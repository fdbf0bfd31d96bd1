// SPDX-License-Identifier: AGPL-3.0-or-later
// Copyright (c) 2025 ReifyDB

//! Replaying the deltas a view emits over its first snapshot must reproduce a fresh
//! render of the table at the latest version, also when notifications go missing.

use std::sync::Arc;

use parking_lot::Mutex;
use prism_table::{RowBatch, Schema, Table, TableChange};
use prism_type::Type;
use prism_view::{Aggregate, Delta, FilterOperator, Replica, StandardViewEngine, View, ViewConfig, ViewId};
use proptest::prelude::*;
use serde_json::json;

type Rows = Vec<(i64, i64)>;

fn table() -> Table {
	Table::new("replay", Schema::new([("k", Type::Int), ("v", Type::Int), ("label", Type::Utf8)])).unwrap()
}

fn batch(rows: &Rows) -> RowBatch {
	RowBatch::new()
		.with_column("k", rows.iter().map(|(k, _)| *k).collect::<Vec<_>>())
		.with_column("v", rows.iter().map(|(_, v)| *v).collect::<Vec<_>>())
		.with_column("label", rows.iter().map(|(k, _)| format!("group-{}", k)).collect::<Vec<_>>())
}

fn configs() -> Vec<ViewConfig> {
	vec![
		ViewConfig::new(),
		ViewConfig::new().with_columns(["v", "k"]).with_filter("v", FilterOperator::GreaterThan, json!(0)),
		ViewConfig::new().with_filter("k", FilterOperator::In, json!([1, 3])),
		ViewConfig::new().with_columns(["k", "v"]).with_group_by("k"),
		ViewConfig::new()
			.with_group_by("label")
			.with_aggregate("v", Aggregate::Avg)
			.with_aggregate("k", Aggregate::Max),
		ViewConfig::new()
			.with_columns(["k", "v"])
			.with_group_by("k")
			.with_aggregate("v", Aggregate::Min)
			.with_filter("v", FilterOperator::LessThanOrEqual, json!(50)),
	]
}

/// Appends `before`, creates every view, appends `after`, and checks each replica.
/// Changes whose index is listed in `dropped` are never delivered.
fn check(before: Vec<Rows>, after: Vec<Rows>, dropped: Vec<usize>) -> Result<(), TestCaseError> {
	let table = table();
	for rows in &before {
		table.append(batch(rows)).unwrap();
	}

	let changes = Arc::new(Mutex::new(Vec::<TableChange>::new()));
	{
		let changes = changes.clone();
		table.subscribe(Arc::new(move |change: &TableChange| changes.lock().push(change.clone())));
	}

	let mut views = Vec::new();
	for (idx, config) in configs().into_iter().enumerate() {
		let (view, initial) = View::create(ViewId(idx as u64 + 1), table.clone(), config, &StandardViewEngine).unwrap();
		let mut replica = Replica::new();
		replica.apply(&initial).unwrap();
		views.push((view, replica));
	}

	for rows in &after {
		table.append(batch(rows)).unwrap();
	}

	for (idx, change) in changes.lock().iter().enumerate() {
		if dropped.contains(&idx) {
			continue;
		}
		for (view, replica) in views.iter_mut() {
			if let Some(delta) = view.on_table_changed(change).unwrap() {
				replica.apply(&delta).unwrap();
			}
		}
	}

	let delivered = changes
		.lock()
		.iter()
		.enumerate()
		.filter(|(idx, _)| !dropped.contains(idx))
		.map(|(_, change)| change.new_version)
		.last();
	if !after.is_empty() && delivered != Some(table.version()) {
		return Ok(());
	}

	for (view, replica) in &views {
		let (_, fresh) = View::create(ViewId(99), table.clone(), view.config().clone(), &StandardViewEngine).unwrap();
		let Delta::Snapshot {
			frame,
			..
		} = fresh
		else {
			panic!("a new view starts with a snapshot");
		};
		prop_assert_eq!(replica.version(), table.version());
		prop_assert_eq!(replica.frame(), &frame);
	}

	Ok(())
}

fn rows() -> impl Strategy<Value = Rows> {
	prop::collection::vec((0i64..5, -100i64..100), 0..12)
}

proptest! {
	#[test]
	fn replay_matches_fresh_render(
		before in prop::collection::vec(rows(), 0..4),
		after in prop::collection::vec(rows(), 0..8),
	) {
		check(before, after, Vec::new())?;
	}

	#[test]
	fn replay_recovers_from_missed_changes(
		before in prop::collection::vec(rows(), 0..3),
		after in prop::collection::vec(rows(), 2..8),
		dropped in prop::collection::vec(0usize..8, 1..3),
	) {
		check(before, after, dropped)?;
	}
}
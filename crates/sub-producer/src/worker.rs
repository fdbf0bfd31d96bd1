// SPDX-License-Identifier: AGPL-3.0-or-later
// Copyright (c) 2025 ReifyDB

use std::{
	sync::{
		Arc,
		atomic::{AtomicBool, AtomicU64, Ordering},
	},
	thread::{self, JoinHandle},
	time::Duration,
};

use crossbeam_channel::{Receiver, RecvTimeoutError, Sender, bounded};
use prism_table::Table;
use prism_type::{Result, error::diagnostic::internal::internal};
use tracing::{debug, error, info, trace, warn};

use crate::BatchSource;

/// Counters shared between the producer thread and its owner.
#[derive(Debug, Default)]
pub(crate) struct ProducerStats {
	pub(crate) running: AtomicBool,
	pub(crate) appended: AtomicU64,
	pub(crate) failed: AtomicU64,
}

/// The producer thread. Dropping the worker stops it and joins the thread.
pub(crate) struct ProducerWorker {
	stop: Option<Sender<()>>,
	handle: Option<JoinHandle<()>>,
}

impl ProducerWorker {
	pub(crate) fn spawn(
		table: Table,
		mut source: Box<dyn BatchSource>,
		interval: Duration,
		iterations: Option<u64>,
		stats: Arc<ProducerStats>,
	) -> Result<Self> {
		let (stop, stopped) = bounded(1);
		stats.running.store(true, Ordering::SeqCst);

		let thread_stats = stats.clone();
		let handle = thread::Builder::new()
			.name(format!("prism-producer-{}", table.name()))
			.spawn(move || {
				info!("Producer for table {} started", table.name());
				worker_loop(&table, source.as_mut(), interval, iterations, &stopped, &thread_stats);
				thread_stats.running.store(false, Ordering::SeqCst);
				info!("Producer for table {} stopped", table.name());
			})
			.map_err(|e| {
				stats.running.store(false, Ordering::SeqCst);
				prism_type::Error(internal(format!("failed to spawn producer thread: {}", e)))
			})?;

		Ok(Self {
			stop: Some(stop),
			handle: Some(handle),
		})
	}

	/// Signals the thread and waits for it to finish its current iteration.
	pub(crate) fn stop(&mut self) {
		if let Some(stop) = self.stop.take() {
			let _ = stop.try_send(());
		}
		if let Some(handle) = self.handle.take() {
			if handle.join().is_err() {
				warn!("Producer thread panicked");
			}
		}
	}
}

impl Drop for ProducerWorker {
	fn drop(&mut self) {
		self.stop();
	}
}

fn worker_loop(
	table: &Table,
	source: &mut dyn BatchSource,
	interval: Duration,
	iterations: Option<u64>,
	stopped: &Receiver<()>,
	stats: &ProducerStats,
) {
	let mut iteration = 0u64;

	while iterations.is_none_or(|limit| iteration < limit) {
		match source.next_batch(iteration, table.schema()).and_then(|batch| table.append(batch)) {
			Ok(version) => {
				stats.appended.fetch_add(1, Ordering::SeqCst);
				trace!("Producer appended iteration {} to {} at version {}", iteration, table.name(), version);
			}
			Err(e) => {
				stats.failed.fetch_add(1, Ordering::SeqCst);
				error!("Producer failed to append to {}: {}", table.name(), e);
			}
		}
		iteration += 1;

		match stopped.recv_timeout(interval) {
			Err(RecvTimeoutError::Timeout) => {}
			Ok(()) | Err(RecvTimeoutError::Disconnected) => {
				debug!("Producer for {} stopped after {} iterations", table.name(), iteration);
				return;
			}
		}
	}
}
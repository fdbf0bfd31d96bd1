// SPDX-License-Identifier: AGPL-3.0-or-later
// Copyright (c) 2025 ReifyDB

use super::Diagnostic;
use crate::value::Type;

/// VIEW_001: The view references a column the table does not have
pub fn unknown_column(table: &str, column: &str) -> Diagnostic {
	Diagnostic {
		code: "VIEW_001".to_string(),
		message: format!("view references unknown column '{}' of table '{}'", column, table),
		label: None,
		help: Some("request the table schema to see the available columns".to_string()),
		notes: vec![],
	}
}

/// VIEW_002: A filter clause cannot be evaluated
pub fn invalid_filter(column: &str, operator: &str, reason: impl Into<String>) -> Diagnostic {
	Diagnostic {
		code: "VIEW_002".to_string(),
		message: format!("invalid filter on '{}' with operator '{}': {}", column, operator, reason.into()),
		label: None,
		help: Some("filters take the form [column, operator, value]".to_string()),
		notes: vec![],
	}
}

/// VIEW_003: The aggregate does not apply to the column type
pub fn aggregate_not_applicable(column: &str, aggregate: &str, r#type: Type) -> Diagnostic {
	Diagnostic {
		code: "VIEW_003".to_string(),
		message: format!("aggregate '{}' cannot be applied to {} column '{}'", aggregate, r#type, column),
		label: None,
		help: Some("sum and avg need numeric columns".to_string()),
		notes: vec![],
	}
}

/// VIEW_004: The view configuration is inconsistent
pub fn invalid_config(reason: impl Into<String>) -> Diagnostic {
	Diagnostic {
		code: "VIEW_004".to_string(),
		message: format!("invalid view configuration: {}", reason.into()),
		label: None,
		help: None,
		notes: vec![],
	}
}

/// VIEW_005: The session owns no view with this id
pub fn view_not_found(view_id: u64) -> Diagnostic {
	Diagnostic {
		code: "VIEW_005".to_string(),
		message: format!("view {} not found", view_id),
		label: None,
		help: Some("the view may have been removed or closed after an engine error".to_string()),
		notes: vec![],
	}
}

/// VIEW_006: The engine failed while maintaining a view
pub fn engine_compute(view_id: u64, reason: impl Into<String>) -> Diagnostic {
	Diagnostic {
		code: "VIEW_006".to_string(),
		message: format!("view {} failed to update: {}", view_id, reason.into()),
		label: None,
		help: Some("the view has been closed, create a new one to continue".to_string()),
		notes: vec![],
	}
}

/// VIEW_007: A view observed a change that does not follow its last version
pub fn version_gap(expected: u64, actual: u64) -> Diagnostic {
	Diagnostic {
		code: "VIEW_007".to_string(),
		message: format!("expected change from version {}, received change from version {}", expected, actual),
		label: None,
		help: None,
		notes: vec!["recovered by a full re-snapshot".to_string()],
	}
}
// SPDX-License-Identifier: AGPL-3.0-or-later
// Copyright (c) 2025 ReifyDB

use std::collections::{HashMap, HashSet};

use prism_type::{
	Result, TableVersion,
	error::diagnostic::{internal::internal, view::version_gap},
	return_error,
};
use serde::{Deserialize, Serialize};

use crate::Frame;

/// Change of a view between two renders.
#[derive(Debug, Clone, PartialEq, Serialize, Deserialize)]
#[serde(tag = "type", rename_all = "snake_case")]
pub enum Delta {
	/// Complete render at `version`, sent first and after every resync.
	Snapshot {
		version: TableVersion,
		frame: Frame,
	},
	/// Rows of `upserts` replace rows with the same row number or are inserted;
	/// rows listed in `removed` are dropped.
	Patch {
		from_version: TableVersion,
		to_version: TableVersion,
		upserts: Frame,
		removed: Vec<u64>,
	},
}

impl Delta {
	/// Version of the render after applying this delta.
	pub fn version(&self) -> TableVersion {
		match self {
			Delta::Snapshot {
				version,
				..
			} => *version,
			Delta::Patch {
				to_version,
				..
			} => *to_version,
		}
	}

	pub fn is_snapshot(&self) -> bool {
		matches!(self, Delta::Snapshot { .. })
	}
}

/// Materialized copy of a view built by replaying deltas.
#[derive(Debug, Clone, Default)]
pub struct Replica {
	version: TableVersion,
	frame: Frame,
	positions: HashMap<u64, usize>,
}

impl Replica {
	pub fn new() -> Self {
		Self::default()
	}

	pub fn version(&self) -> TableVersion {
		self.version
	}

	pub fn frame(&self) -> &Frame {
		&self.frame
	}

	/// Applies `delta`. A patch must start at the replica's current version.
	pub fn apply(&mut self, delta: &Delta) -> Result<()> {
		match delta {
			Delta::Snapshot {
				version,
				frame,
			} => {
				self.version = *version;
				self.frame = frame.clone();
				self.reindex();
			}
			Delta::Patch {
				from_version,
				to_version,
				upserts,
				removed,
			} => {
				if *from_version != self.version {
					return_error!(version_gap(self.version.0, from_version.0));
				}
				if upserts.columns.len() != self.frame.columns.len() {
					return_error!(internal(format!(
						"patch has {} columns, view has {}",
						upserts.columns.len(),
						self.frame.columns.len()
					)));
				}

				for (pos, row_number) in upserts.row_numbers.iter().enumerate() {
					match self.positions.get(row_number) {
						Some(&idx) => {
							for (target, source) in self.frame.columns.iter_mut().zip(&upserts.columns) {
								target.data.set_value(idx, source.data.get_value(pos))?;
							}
						}
						None => {
							for (target, source) in self.frame.columns.iter_mut().zip(&upserts.columns) {
								target.data.push_value(source.data.get_value(pos))?;
							}
							self.positions.insert(*row_number, self.frame.row_numbers.len());
							self.frame.row_numbers.push(*row_number);
						}
					}
				}

				if !removed.is_empty() {
					let removed: HashSet<u64> = removed.iter().copied().collect();
					let keep: Vec<usize> = (0..self.frame.row_count())
						.filter(|&idx| !removed.contains(&self.frame.row_numbers[idx]))
						.collect();
					self.frame = self.frame.take(&keep);
					self.reindex();
				}

				self.version = *to_version;
			}
		}
		Ok(())
	}

	fn reindex(&mut self) {
		self.positions = self.frame.row_numbers.iter().enumerate().map(|(idx, &row_number)| (row_number, idx)).collect();
	}
}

__________

__What you will do__: Where the string "Duration" shows up in the listing above, copy the line that holds it.

__Solution to this problem__:
	time::Duration,
		interval: Duration,
	interval: Duration,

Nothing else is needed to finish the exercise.